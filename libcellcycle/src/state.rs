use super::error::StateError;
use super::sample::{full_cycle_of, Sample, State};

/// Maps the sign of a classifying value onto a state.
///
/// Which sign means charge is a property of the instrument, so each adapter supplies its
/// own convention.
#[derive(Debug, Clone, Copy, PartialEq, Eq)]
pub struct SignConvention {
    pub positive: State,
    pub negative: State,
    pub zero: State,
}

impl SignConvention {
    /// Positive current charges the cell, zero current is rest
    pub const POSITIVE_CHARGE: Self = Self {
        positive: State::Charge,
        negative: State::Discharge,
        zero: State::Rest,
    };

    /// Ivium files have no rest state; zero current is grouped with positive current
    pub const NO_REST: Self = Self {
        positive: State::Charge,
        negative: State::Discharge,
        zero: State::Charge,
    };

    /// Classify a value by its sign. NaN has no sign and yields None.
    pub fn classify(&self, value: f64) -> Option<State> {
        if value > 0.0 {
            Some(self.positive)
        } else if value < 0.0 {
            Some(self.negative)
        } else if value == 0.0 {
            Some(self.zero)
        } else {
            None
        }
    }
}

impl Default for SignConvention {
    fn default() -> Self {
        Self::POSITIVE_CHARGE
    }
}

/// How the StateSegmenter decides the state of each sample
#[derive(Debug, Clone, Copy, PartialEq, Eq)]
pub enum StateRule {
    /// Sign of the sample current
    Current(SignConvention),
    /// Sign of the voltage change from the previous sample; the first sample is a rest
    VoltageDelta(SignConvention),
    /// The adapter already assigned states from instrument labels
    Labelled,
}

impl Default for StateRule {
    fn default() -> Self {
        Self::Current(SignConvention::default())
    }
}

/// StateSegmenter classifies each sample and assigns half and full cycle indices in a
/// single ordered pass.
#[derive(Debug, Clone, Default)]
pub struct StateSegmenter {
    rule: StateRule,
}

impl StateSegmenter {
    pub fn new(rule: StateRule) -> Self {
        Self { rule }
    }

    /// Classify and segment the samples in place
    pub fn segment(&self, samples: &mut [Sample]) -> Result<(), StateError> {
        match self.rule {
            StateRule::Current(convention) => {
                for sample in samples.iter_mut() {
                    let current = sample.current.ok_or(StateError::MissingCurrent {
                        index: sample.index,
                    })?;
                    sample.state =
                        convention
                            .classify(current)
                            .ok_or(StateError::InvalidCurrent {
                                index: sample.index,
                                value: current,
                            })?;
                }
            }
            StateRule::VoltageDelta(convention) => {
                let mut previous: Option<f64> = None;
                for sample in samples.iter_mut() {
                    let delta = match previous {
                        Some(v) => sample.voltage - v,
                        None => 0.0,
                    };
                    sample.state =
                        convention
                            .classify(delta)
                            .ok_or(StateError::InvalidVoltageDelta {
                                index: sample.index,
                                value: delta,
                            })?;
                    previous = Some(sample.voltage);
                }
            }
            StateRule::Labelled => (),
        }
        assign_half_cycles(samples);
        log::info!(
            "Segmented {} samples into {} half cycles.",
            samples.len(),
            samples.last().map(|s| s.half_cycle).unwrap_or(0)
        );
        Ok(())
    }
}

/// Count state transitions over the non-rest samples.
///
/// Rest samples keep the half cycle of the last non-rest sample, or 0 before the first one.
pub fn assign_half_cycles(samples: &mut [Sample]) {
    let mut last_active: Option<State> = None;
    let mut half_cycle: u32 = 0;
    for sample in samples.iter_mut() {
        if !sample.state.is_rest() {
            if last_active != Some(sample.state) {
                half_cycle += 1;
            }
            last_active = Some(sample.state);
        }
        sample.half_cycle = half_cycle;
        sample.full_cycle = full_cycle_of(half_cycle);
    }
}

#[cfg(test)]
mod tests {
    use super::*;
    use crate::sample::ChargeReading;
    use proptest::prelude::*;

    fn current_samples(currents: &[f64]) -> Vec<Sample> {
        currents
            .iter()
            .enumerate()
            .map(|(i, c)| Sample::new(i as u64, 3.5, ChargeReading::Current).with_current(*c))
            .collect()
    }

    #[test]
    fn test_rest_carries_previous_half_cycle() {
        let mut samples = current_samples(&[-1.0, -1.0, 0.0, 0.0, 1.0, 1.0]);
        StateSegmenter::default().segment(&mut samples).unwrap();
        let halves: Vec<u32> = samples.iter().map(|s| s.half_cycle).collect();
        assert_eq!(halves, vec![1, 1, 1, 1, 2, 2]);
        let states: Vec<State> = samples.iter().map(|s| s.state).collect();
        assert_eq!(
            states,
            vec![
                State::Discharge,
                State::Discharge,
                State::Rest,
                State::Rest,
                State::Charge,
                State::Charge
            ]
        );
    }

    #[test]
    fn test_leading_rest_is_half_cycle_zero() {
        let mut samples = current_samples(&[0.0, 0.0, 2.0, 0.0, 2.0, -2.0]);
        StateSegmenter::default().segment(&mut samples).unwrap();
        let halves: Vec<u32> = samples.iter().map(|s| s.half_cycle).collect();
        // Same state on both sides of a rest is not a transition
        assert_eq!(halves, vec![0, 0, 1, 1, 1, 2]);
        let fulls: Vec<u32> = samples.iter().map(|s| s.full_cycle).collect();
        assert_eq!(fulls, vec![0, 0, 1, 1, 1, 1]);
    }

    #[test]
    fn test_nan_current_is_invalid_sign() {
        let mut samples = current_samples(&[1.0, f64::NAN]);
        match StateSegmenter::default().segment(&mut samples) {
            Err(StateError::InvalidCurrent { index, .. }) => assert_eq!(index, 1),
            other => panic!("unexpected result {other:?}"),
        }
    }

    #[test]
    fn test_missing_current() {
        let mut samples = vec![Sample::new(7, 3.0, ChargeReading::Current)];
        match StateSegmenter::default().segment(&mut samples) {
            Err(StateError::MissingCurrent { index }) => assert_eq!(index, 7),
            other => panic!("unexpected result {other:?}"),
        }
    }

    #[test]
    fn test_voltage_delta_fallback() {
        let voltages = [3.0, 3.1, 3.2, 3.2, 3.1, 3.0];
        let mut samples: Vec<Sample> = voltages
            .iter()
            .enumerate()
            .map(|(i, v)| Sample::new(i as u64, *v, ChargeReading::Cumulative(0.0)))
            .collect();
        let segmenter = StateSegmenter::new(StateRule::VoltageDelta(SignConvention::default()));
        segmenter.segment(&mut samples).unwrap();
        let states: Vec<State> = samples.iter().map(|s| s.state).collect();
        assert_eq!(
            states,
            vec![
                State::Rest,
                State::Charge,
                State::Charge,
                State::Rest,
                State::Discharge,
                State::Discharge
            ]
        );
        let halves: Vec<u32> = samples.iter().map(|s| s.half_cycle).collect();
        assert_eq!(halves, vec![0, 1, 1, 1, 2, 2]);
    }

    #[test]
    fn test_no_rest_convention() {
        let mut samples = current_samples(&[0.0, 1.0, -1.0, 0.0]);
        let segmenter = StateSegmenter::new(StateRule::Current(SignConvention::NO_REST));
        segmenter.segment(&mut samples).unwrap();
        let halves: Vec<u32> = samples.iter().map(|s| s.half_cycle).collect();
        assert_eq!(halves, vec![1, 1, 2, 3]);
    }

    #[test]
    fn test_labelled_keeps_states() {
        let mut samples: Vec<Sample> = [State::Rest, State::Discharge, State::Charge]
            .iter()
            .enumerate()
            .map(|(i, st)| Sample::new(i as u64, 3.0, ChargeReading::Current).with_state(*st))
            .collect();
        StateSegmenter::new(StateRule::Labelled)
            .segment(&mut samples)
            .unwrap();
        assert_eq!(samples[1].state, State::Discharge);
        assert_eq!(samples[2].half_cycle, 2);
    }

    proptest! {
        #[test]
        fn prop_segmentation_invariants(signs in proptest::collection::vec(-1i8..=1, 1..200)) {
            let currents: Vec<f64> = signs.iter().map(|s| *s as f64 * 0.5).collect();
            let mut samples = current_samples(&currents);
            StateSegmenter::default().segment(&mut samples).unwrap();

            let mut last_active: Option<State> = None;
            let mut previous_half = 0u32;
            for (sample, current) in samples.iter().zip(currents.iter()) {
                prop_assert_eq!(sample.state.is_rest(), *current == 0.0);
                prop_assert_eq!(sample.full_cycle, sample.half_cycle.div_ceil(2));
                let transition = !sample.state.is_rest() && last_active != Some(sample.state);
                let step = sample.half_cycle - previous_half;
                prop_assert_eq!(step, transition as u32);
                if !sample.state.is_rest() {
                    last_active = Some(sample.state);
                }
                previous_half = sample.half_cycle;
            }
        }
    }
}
* * *
## WORK INSTRUCTIONS
Quote the listing above, but only from the line that shows "let voltages = [3.0, 3.1, 3.2, 3.2, 3.1, 3.0];" through the line that shows "u64, *v, ChargeReading::Cumulative(0.0)))".

## ANSWER BOX
        let voltages = [3.0, 3.1, 3.2, 3.2, 3.1, 3.0];
        let mut samples: Vec<Sample> = voltages
            .iter()
            .enumerate()
            .map(|(i, v)| Sample::new(i as u64, *v, ChargeReading::Cumulative(0.0)))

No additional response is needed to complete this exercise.